At long last Holland has apologized for its abject failure to protect Jewish citizens during the German occupation.
At a Holocaust commemoration event in Amsterdam recently, Dutch Prime Minister Mark Rutte issued a formal apology, belatedly acknowledging that Holland had failed to provide either “justice” or “security” for the Jewish community during that terrible period.
The apology, though long overdue, should be welcomed as a sign of Holland’s willingness to come to terms with one of the most tragic events in its modern history.
Twenty five years ago, Queen Beatrix, the Dutch head of state, came close to issuing an official apology when she told the Knesset, the parliament of Israel, that Dutch rescuers of Jews had been “exceptions” in a country where 75 percent of the Jewish population was murdered, the highest rate in Western Europe. In a subsequent speech, she said that Dutch people should be filled with a “deep feeling of shame” over the deportations of Jews to Auschwitz-Birkenau and Sobibor, both of which were Nazi extermination camps in German-occupied Poland.
Despite her admission of Dutch complicity in the Holocaust, Queen Beatrix refrained from issuing an apology. It was left to Rutte to do the right thing.
By all accounts, 107,000 Dutch Jews were deported to the Westerbork transit camp in northern Holland en route to the killing grounds of Poland. Only 5,200 Jews survived this unimaginable ordeal.
Thirty thousand Jews went into hiding in Holland. Many were assisted by the Dutch resistance movement. But one-third of them were betrayed by local collaborators. Anne Frank, the famous diarist, and her family were among the Jews who fell victim to betrayal.

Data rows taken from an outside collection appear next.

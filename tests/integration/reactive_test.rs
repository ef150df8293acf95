use crate::fixtures::collection_fixtures::{http_def, remote, stdio_def, user, with_nonce, workspace};
use concordia::gate::{LaunchCoordinator, LaunchRequest, Launcher, LifecycleGate, MemoryConsentStore};
use concordia::model::EntryKey;
use concordia::registry::ContributorUpdate;
use concordia::{resolve, AggregationEngine, CollectionRegistry, ConcordiaError};
use std::thread;

#[derive(Debug, Default)]
struct RecordingLauncher {
    events: Vec<String>,
}

impl Launcher for RecordingLauncher {
    fn launch(&mut self, request: &LaunchRequest) -> Result<(), ConcordiaError> {
        self.events.push(format!("launch {} {}", request.key, request.cache_nonce));
        Ok(())
    }

    fn stop(&mut self, key: &EntryKey) {
        self.events.push(format!("stop {key}"));
    }
}

#[cfg(test)]
mod tests {
    use super::*;

    #[test]
    fn test_contributor_threads_drive_launches() {
        let mut registry = CollectionRegistry::new();
        let mut engine = AggregationEngine::attach(&mut registry);
        let changes = engine.subscribe();
        let mut coordinator = LaunchCoordinator::new(LifecycleGate::new(MemoryConsentStore::new()));
        let mut launcher = RecordingLauncher::default();

        registry.register(user("usr", vec![stdio_def("fs", &["/home"])])).unwrap();
        registry.register_lazy(remote("ssh", "ssh-remote+box", Vec::new())).unwrap();

        let event = engine.pump(&mut registry).unwrap();
        coordinator.reconcile(&event.servers, &mut launcher);
        assert_eq!(launcher.events, vec!["launch usr/fs test-nonce"]);

        let workspace_mailbox = registry.mailbox();
        let remote_mailbox = registry.mailbox();
        let contributors = [
            thread::spawn(move || {
                workspace_mailbox
                    .send(ContributorUpdate::Register(workspace(
                        "ws",
                        vec![stdio_def("fs", &["/home"])],
                    )))
                    .unwrap();
            }),
            thread::spawn(move || {
                remote_mailbox
                    .send(ContributorUpdate::CompleteDiscovery {
                        collection_id: "ssh".to_string(),
                        definitions: vec![http_def("api", "https://box/mcp")],
                    })
                    .unwrap();
            }),
        ];
        for contributor in contributors {
            contributor.join().unwrap();
        }

        let event = engine.pump(&mut registry).unwrap();
        let keys: Vec<String> = event.servers.iter().map(|e| e.key().to_string()).collect();
        assert_eq!(keys, vec!["ws/fs", "ssh/api"]);
        assert_eq!(event.removed, vec![EntryKey::new("usr", "fs")]);

        launcher.events.clear();
        coordinator.reconcile(&event.servers, &mut launcher);
        assert_eq!(
            launcher.events,
            vec!["launch ws/fs test-nonce", "launch ssh/api http-nonce", "stop usr/fs"]
        );

        assert_eq!(changes.drain().len(), 2);
    }

    #[test]
    fn test_nonce_bump_relaunches_only_that_server() {
        let mut registry = CollectionRegistry::new();
        let mut engine = AggregationEngine::attach(&mut registry);
        let mut coordinator = LaunchCoordinator::new(LifecycleGate::new(MemoryConsentStore::new()));
        let mut launcher = RecordingLauncher::default();

        registry
            .register(workspace("ws", vec![stdio_def("a", &[]), stdio_def("b", &[])]))
            .unwrap();
        let event = engine.pump(&mut registry).unwrap();
        coordinator.reconcile(&event.servers, &mut launcher);
        launcher.events.clear();

        registry
            .set_definitions("ws", vec![stdio_def("a", &[]), with_nonce(stdio_def("b", &[]), "v2")])
            .unwrap();
        let event = engine.pump(&mut registry).unwrap();
        coordinator.reconcile(&event.servers, &mut launcher);

        assert_eq!(launcher.events, vec!["stop ws/b", "launch ws/b v2"]);
    }

    #[test]
    fn test_burst_of_updates_settles_on_final_state() {
        let mut registry = CollectionRegistry::new();
        let mut engine = AggregationEngine::attach(&mut registry);
        registry.register(workspace("ws", Vec::new())).unwrap();
        engine.pump(&mut registry);

        let mailbox = registry.mailbox();
        let contributor = thread::spawn(move || {
            for round in 0..50 {
                let nonce = format!("n{round}");
                mailbox
                    .send(ContributorUpdate::SetDefinitions {
                        collection_id: "ws".to_string(),
                        definitions: vec![with_nonce(stdio_def("s", &[]), &nonce)],
                    })
                    .unwrap();
            }
        });

        let mut events = 0;
        loop {
            let finished = contributor.is_finished();
            if engine.pump(&mut registry).is_some() {
                events += 1;
            }
            if finished {
                break;
            }
            thread::yield_now();
        }
        contributor.join().unwrap();
        engine.pump(&mut registry);

        let expected = resolve([&workspace("ws", vec![with_nonce(stdio_def("s", &[]), "n49")])]);
        assert_eq!(engine.servers().to_vec(), expected);
        assert!(events >= 1);
        assert!(events <= 50);
        assert_eq!(
            engine.metrics().recomputes,
            engine.metrics().emitted + engine.metrics().superseded + 1
        );
    }
}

The 140,000 registered Jews of Holland, including 25,000 Jewish refugees from Nazi Germany, were imperilled from the moment Germany invaded the country on May 10, 1940. Also at risk were the 19,000 Dutch nationals of mixed Jewish-Christian ancestry.
Queen Wilhelmina fled to Britain shortly after Germany’s invasion, leaving a civil service and a police force in place. In London, she presided over a Dutch government-in-exile. Adolf Hitler appointed the Austrian Nazi Arthur Seyss-Inquart as the head of the German occupation regime in Holland. Seyss-Inquart was a fierce antisemite, as were two of his close colleagues, Fritz Schmidt of the Ministry of Propaganda and Hanns Rauter of the SS and German police).
As efficient as the Germans were in demonizing, marginalizing and persecuting Dutch Jews, they could not have carried out the ethnic cleansing of Holland without the help of the local police and the national railway company and the encouragement of the Dutch Nazi Party. Police officers rounded up Jews, while Dutch trains transported them to Westerbork from 1942 onward.
Dutch civil servants kept the country running, relieving Germany of that onerous responsibility, and acquiesced to antisemitic Nazi edicts that rendered Dutch Jews second-class citizens. Members of the Nazi Party cheered on the Germans.
The Dutch civil service was thus deeply complicit in the extermination of Dutch Jews, a lamentable fact that Rutte, in his wisdom, has now acknowledged in a mea culpa.